__Task to complete__. Scan the material below for the word "commands", then copy every line in which it appears.
BEGIN Data to process
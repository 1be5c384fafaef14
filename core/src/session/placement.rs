use std::collections::HashSet;

use tokio::sync::watch;

use crate::catalog::{AnchorId, CatalogModel, ModelId, PlacementId, PlacementRecord};
use crate::telemetry::log::LogManager;

/// Catalog selection and placement bookkeeping for one AR screen.
///
/// Constructed once per screen and passed to whatever needs it; dropped (or
/// cleared) when the user navigates away.
pub struct PlacementSession {
    selected: watch::Sender<Option<CatalogModel>>,
    recently_placed: Vec<CatalogModel>,
    confirmed: Vec<PlacementRecord>,
    next_id: u64,
    logger: LogManager,
}

impl PlacementSession {
    pub fn new() -> Self {
        let (selected, _) = watch::channel(None);
        Self {
            selected,
            recently_placed: Vec::new(),
            confirmed: Vec::new(),
            next_id: 0,
            logger: LogManager::new("placement"),
        }
    }

    /// Observers see every selection change as soon as `set_selected_model`
    /// returns.
    pub fn subscribe(&self) -> watch::Receiver<Option<CatalogModel>> {
        self.selected.subscribe()
    }

    pub fn selected_model(&self) -> Option<CatalogModel> {
        self.selected.borrow().clone()
    }

    pub fn set_selected_model(&mut self, model: Option<CatalogModel>) {
        let name = model.as_ref().map(|m| m.name.as_str()).unwrap_or_default();
        self.logger.record(&format!("selected model '{}'", name));
        self.selected.send_replace(model);
    }

    /// Append-only; the same model may appear many times.
    pub fn record_recently_placed(&mut self, model: CatalogModel) {
        self.recently_placed.push(model);
    }

    pub fn recently_placed(&self) -> &[CatalogModel] {
        &self.recently_placed
    }

    /// Recents for display: most recent first, one entry per model id.
    pub fn recents_unique(&self) -> Vec<&CatalogModel> {
        let mut seen = HashSet::new();
        self.recently_placed
            .iter()
            .rev()
            .filter(|model| seen.insert(&model.id))
            .collect()
    }

    pub fn most_recent(&self) -> Option<&CatalogModel> {
        self.recently_placed.last()
    }

    /// Selects the most recently placed model again. Returns false when
    /// nothing has been placed yet.
    pub fn reselect_most_recent(&mut self) -> bool {
        match self.most_recent().cloned() {
            Some(model) => {
                self.set_selected_model(Some(model));
                true
            }
            None => false,
        }
    }

    pub fn confirm_placement(&mut self, model: CatalogModel, anchor: Option<AnchorId>) -> PlacementId {
        let id = PlacementId(self.next_id);
        self.next_id += 1;
        self.logger
            .record(&format!("confirmed '{}' as placement {}", model.name, id.0));
        self.confirmed.push(PlacementRecord { id, model, anchor });
        id
    }

    /// Confirms the current selection without an anchor, records it as
    /// recently placed and clears the selection.
    pub fn confirm_selected(&mut self) -> Option<PlacementId> {
        let model = self.selected_model()?;
        self.record_recently_placed(model.clone());
        let id = self.confirm_placement(model, None);
        self.set_selected_model(None);
        Some(id)
    }

    /// Attaches the anchor the AR subsystem resolved for an optimistic
    /// placement. Returns false for an unknown placement.
    pub fn attach_anchor(&mut self, placement: PlacementId, anchor: AnchorId) -> bool {
        match self.confirmed.iter_mut().find(|record| record.id == placement) {
            Some(record) => {
                record.anchor = Some(anchor);
                true
            }
            None => false,
        }
    }

    /// Removes every confirmed record whose model matches, keeping the order
    /// of the rest. Returns the removed records.
    pub fn remove_placement<F>(&mut self, mut matches: F) -> Vec<PlacementRecord>
    where
        F: FnMut(&CatalogModel) -> bool,
    {
        let (removed, kept): (Vec<_>, Vec<_>) = std::mem::take(&mut self.confirmed)
            .into_iter()
            .partition(|record| matches(&record.model));
        self.confirmed = kept;
        removed
    }

    pub fn remove_model(&mut self, model_id: &ModelId) -> Vec<PlacementRecord> {
        self.remove_placement(|model| &model.id == model_id)
    }

    pub fn confirmed(&self) -> &[PlacementRecord] {
        &self.confirmed
    }

    pub fn placement(&self, id: PlacementId) -> Option<&PlacementRecord> {
        self.confirmed.iter().find(|record| record.id == id)
    }

    pub fn anchored_count(&self) -> usize {
        self.confirmed.iter().filter(|record| record.is_anchored()).count()
    }

    /// Anchored records whose model no longer appears in `catalog`. They are
    /// reported, never pruned.
    pub fn orphaned_placements<'a>(&'a self, catalog: &[CatalogModel]) -> Vec<&'a PlacementRecord> {
        let known: HashSet<&ModelId> = catalog.iter().map(|model| &model.id).collect();
        self.confirmed
            .iter()
            .filter(|record| record.is_anchored() && !known.contains(&record.model.id))
            .collect()
    }

    /// Replaces the confirmed list with records restored from a snapshot.
    pub fn restore_placements(&mut self, records: Vec<PlacementRecord>) {
        self.next_id = records
            .iter()
            .map(|record| record.id.0 + 1)
            .max()
            .unwrap_or(0)
            .max(self.next_id);
        self.confirmed = records;
    }

    pub fn clear(&mut self) {
        self.set_selected_model(None);
        self.recently_placed.clear();
        self.confirmed.clear();
    }
}

impl Default for PlacementSession {
    fn default() -> Self {
        Self::new()
    }
}

#[cfg(test)]
mod tests {
    use super::*;
    use crate::catalog::{EntityId, ModelCategory};
    use crate::session::deletion::{DeletionSelection, SelectedEntity};

    fn model(id: &str) -> CatalogModel {
        CatalogModel::new(id, format!("{}_name", id), ModelCategory::Chair)
    }

    #[test]
    fn selection_change_is_visible_to_observers_immediately() {
        let mut session = PlacementSession::new();
        let mut observer = session.subscribe();
        assert!(!observer.has_changed().unwrap());

        session.set_selected_model(Some(model("a")));
        assert!(observer.has_changed().unwrap());
        assert_eq!(observer.borrow_and_update().as_ref().map(|m| m.id.clone()), Some(ModelId::from("a")));

        session.set_selected_model(None);
        assert!(observer.borrow_and_update().is_none());
    }

    #[test]
    fn recently_placed_keeps_repeats() {
        let mut session = PlacementSession::new();
        session.record_recently_placed(model("a"));
        session.record_recently_placed(model("b"));
        session.record_recently_placed(model("a"));
        assert_eq!(session.recently_placed().len(), 3);

        let unique: Vec<_> = session.recents_unique().iter().map(|m| m.id.as_str()).collect();
        assert_eq!(unique, vec!["a", "b"]);
        assert_eq!(session.most_recent().map(|m| m.id.as_str()), Some("a"));
    }

    #[test]
    fn removal_with_non_matching_predicate_preserves_order() {
        let mut session = PlacementSession::new();
        session.confirm_placement(model("a"), None);
        session.confirm_placement(model("b"), Some(AnchorId("anchor-1".into())));
        session.confirm_placement(model("a"), None);
        let before = session.confirmed().to_vec();

        let removed = session.remove_model(&ModelId::from("zzz"));
        assert!(removed.is_empty());
        assert_eq!(session.confirmed(), before.as_slice());

        let removed = session.remove_model(&ModelId::from("a"));
        assert_eq!(removed.len(), 2);
        assert!(session.confirmed().iter().all(|r| r.model.id.as_str() != "a"));
        assert_eq!(session.confirmed().len(), 1);
    }

    #[test]
    fn attach_anchor_resolves_optimistic_placement() {
        let mut session = PlacementSession::new();
        let id = session.confirm_placement(model("a"), None);
        assert_eq!(session.anchored_count(), 0);

        assert!(session.attach_anchor(id, AnchorId("anchor-7".into())));
        assert_eq!(session.anchored_count(), 1);
        assert!(!session.attach_anchor(PlacementId(99), AnchorId("x".into())));
    }

    #[test]
    fn confirm_selected_records_recent_and_clears_selection() {
        let mut session = PlacementSession::new();
        assert!(session.confirm_selected().is_none());

        session.set_selected_model(Some(model("lamp")));
        let id = session.confirm_selected().unwrap();
        assert!(session.selected_model().is_none());
        assert_eq!(session.recently_placed().len(), 1);
        assert_eq!(session.placement(id).map(|r| r.anchor.clone()), Some(None));

        assert!(session.reselect_most_recent());
        assert_eq!(session.selected_model().map(|m| m.id), Some(ModelId::from("lamp")));
    }

    #[test]
    fn orphans_are_reported_not_pruned() {
        let mut session = PlacementSession::new();
        let catalog = vec![model("a")];
        session.confirm_placement(model("a"), Some(AnchorId("1".into())));
        session.confirm_placement(model("gone"), Some(AnchorId("2".into())));
        session.confirm_placement(model("gone"), None);

        let orphans = session.orphaned_placements(&catalog);
        assert_eq!(orphans.len(), 1);
        assert_eq!(orphans[0].anchor, Some(AnchorId("2".into())));
        assert_eq!(session.confirmed().len(), 3);
    }

    #[test]
    fn restored_placements_do_not_reuse_ids() {
        let mut session = PlacementSession::new();
        session.restore_placements(vec![PlacementRecord {
            id: PlacementId(4),
            model: model("a"),
            anchor: None,
        }]);
        let id = session.confirm_placement(model("b"), None);
        assert_eq!(id, PlacementId(5));
    }

    #[test]
    fn select_confirm_highlight_remove_scenario() {
        let mut session = PlacementSession::new();
        let mut deletion = DeletionSelection::new();
        let model_a = model("A");

        assert!(session.selected_model().is_none());
        session.set_selected_model(Some(model_a.clone()));
        assert_eq!(session.selected_model(), Some(model_a.clone()));

        let id = session.confirm_placement(model_a.clone(), None);
        assert_eq!(session.confirmed().len(), 1);

        let entity = EntityId(id.0);
        let commands = deletion.select(SelectedEntity {
            entity,
            model_id: model_a.id.clone(),
        });
        assert_eq!(commands.len(), 1);
        assert_eq!(deletion.selected().map(|s| s.entity), Some(entity));

        session.remove_placement(|m| m.same_identity(&model_a));
        assert!(session.confirmed().is_empty());
    }
}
END Data to process
__Reply__.
        let commands = deletion.select(SelectedEntity {
        assert_eq!(commands.len(), 1);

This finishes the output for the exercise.